Start of DATA FOR THIS EXERCISE

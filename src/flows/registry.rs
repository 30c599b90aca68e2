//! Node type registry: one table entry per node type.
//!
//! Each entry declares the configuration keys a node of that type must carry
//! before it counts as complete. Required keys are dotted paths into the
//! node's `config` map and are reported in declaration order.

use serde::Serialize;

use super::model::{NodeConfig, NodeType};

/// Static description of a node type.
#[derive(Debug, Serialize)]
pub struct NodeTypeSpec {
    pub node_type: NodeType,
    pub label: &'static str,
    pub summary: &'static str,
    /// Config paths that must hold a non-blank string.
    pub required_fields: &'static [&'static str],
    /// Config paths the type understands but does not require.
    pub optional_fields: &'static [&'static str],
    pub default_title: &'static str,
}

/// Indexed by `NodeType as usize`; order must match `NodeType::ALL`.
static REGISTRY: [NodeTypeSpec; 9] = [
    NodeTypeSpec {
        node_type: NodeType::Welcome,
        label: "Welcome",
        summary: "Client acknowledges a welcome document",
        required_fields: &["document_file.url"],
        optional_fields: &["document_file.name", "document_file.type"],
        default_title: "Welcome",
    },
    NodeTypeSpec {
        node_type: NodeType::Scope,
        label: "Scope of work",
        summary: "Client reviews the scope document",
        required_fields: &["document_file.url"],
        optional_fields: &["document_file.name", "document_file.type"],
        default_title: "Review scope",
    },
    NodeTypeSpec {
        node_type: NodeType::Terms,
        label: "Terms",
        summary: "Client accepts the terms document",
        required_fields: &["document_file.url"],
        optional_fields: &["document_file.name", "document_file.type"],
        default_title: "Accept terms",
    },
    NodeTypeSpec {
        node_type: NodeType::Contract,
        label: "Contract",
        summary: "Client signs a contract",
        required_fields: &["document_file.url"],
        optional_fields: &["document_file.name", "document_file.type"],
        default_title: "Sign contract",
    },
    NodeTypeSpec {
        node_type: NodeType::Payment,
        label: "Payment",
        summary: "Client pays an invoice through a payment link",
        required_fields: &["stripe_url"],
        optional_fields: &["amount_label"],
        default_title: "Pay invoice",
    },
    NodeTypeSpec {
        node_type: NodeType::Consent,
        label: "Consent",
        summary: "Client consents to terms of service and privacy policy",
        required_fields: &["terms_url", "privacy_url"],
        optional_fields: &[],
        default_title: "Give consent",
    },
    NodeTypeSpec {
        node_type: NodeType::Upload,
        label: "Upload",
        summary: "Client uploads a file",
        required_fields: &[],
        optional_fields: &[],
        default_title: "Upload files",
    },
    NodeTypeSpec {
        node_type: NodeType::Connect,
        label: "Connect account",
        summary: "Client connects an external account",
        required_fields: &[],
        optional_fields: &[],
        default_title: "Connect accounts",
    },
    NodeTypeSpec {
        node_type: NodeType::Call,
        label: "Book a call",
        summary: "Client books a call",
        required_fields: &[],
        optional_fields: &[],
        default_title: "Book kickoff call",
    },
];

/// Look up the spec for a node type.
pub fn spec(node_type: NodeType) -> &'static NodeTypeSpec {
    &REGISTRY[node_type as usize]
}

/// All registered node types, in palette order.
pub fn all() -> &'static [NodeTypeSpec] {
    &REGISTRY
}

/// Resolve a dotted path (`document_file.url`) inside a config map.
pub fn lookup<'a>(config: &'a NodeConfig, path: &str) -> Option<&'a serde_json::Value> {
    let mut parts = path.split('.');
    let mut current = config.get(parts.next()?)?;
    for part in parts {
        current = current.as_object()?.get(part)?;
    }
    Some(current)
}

End of DATA FOR THIS EXERCISE
Start of DATA FOR THIS EXERCISE

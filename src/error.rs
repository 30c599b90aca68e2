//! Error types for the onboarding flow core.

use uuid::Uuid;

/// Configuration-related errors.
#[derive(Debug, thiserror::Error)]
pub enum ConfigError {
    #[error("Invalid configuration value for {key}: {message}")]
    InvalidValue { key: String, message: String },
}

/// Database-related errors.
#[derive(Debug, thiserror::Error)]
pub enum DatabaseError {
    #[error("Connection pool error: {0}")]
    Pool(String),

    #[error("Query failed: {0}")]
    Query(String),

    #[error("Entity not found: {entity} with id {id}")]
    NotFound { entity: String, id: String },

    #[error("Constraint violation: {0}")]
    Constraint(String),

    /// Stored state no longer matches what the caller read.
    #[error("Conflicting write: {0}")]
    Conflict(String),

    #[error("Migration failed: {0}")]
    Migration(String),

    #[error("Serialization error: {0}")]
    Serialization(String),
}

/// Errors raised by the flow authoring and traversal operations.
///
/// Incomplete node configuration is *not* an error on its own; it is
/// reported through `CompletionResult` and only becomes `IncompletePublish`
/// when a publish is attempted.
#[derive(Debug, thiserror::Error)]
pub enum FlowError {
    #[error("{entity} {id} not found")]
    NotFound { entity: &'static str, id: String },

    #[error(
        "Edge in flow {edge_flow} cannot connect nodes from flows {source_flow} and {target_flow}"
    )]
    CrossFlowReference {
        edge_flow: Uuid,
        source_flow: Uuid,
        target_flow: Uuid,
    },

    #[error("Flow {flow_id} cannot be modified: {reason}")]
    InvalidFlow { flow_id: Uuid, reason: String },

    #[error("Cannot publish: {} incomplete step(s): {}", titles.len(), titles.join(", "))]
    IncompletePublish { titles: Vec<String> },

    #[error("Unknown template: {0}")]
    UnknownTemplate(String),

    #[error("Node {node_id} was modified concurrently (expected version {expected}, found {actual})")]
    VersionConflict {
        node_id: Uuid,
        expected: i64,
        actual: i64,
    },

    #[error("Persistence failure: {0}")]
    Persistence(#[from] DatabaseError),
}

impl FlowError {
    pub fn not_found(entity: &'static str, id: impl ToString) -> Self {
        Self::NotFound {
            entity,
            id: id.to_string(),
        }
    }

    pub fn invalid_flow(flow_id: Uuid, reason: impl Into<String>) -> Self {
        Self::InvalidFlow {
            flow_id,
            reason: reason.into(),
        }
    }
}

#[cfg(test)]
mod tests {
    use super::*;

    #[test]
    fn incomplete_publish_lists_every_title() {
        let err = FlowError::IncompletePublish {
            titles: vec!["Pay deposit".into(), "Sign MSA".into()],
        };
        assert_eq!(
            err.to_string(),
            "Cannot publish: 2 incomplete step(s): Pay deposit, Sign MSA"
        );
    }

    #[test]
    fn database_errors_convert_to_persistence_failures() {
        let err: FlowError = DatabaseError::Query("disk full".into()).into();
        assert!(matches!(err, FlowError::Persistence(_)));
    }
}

End of DATA FOR THIS EXERCISE

EXERCISE GOAL =>
From the records above, pull out every line containing the word "step".

TASK RESULT =>
    #[error("Cannot publish: {} incomplete step(s): {}", titles.len(), titles.join(", "))]
            "Cannot publish: 2 incomplete step(s): Pay deposit, Sign MSA"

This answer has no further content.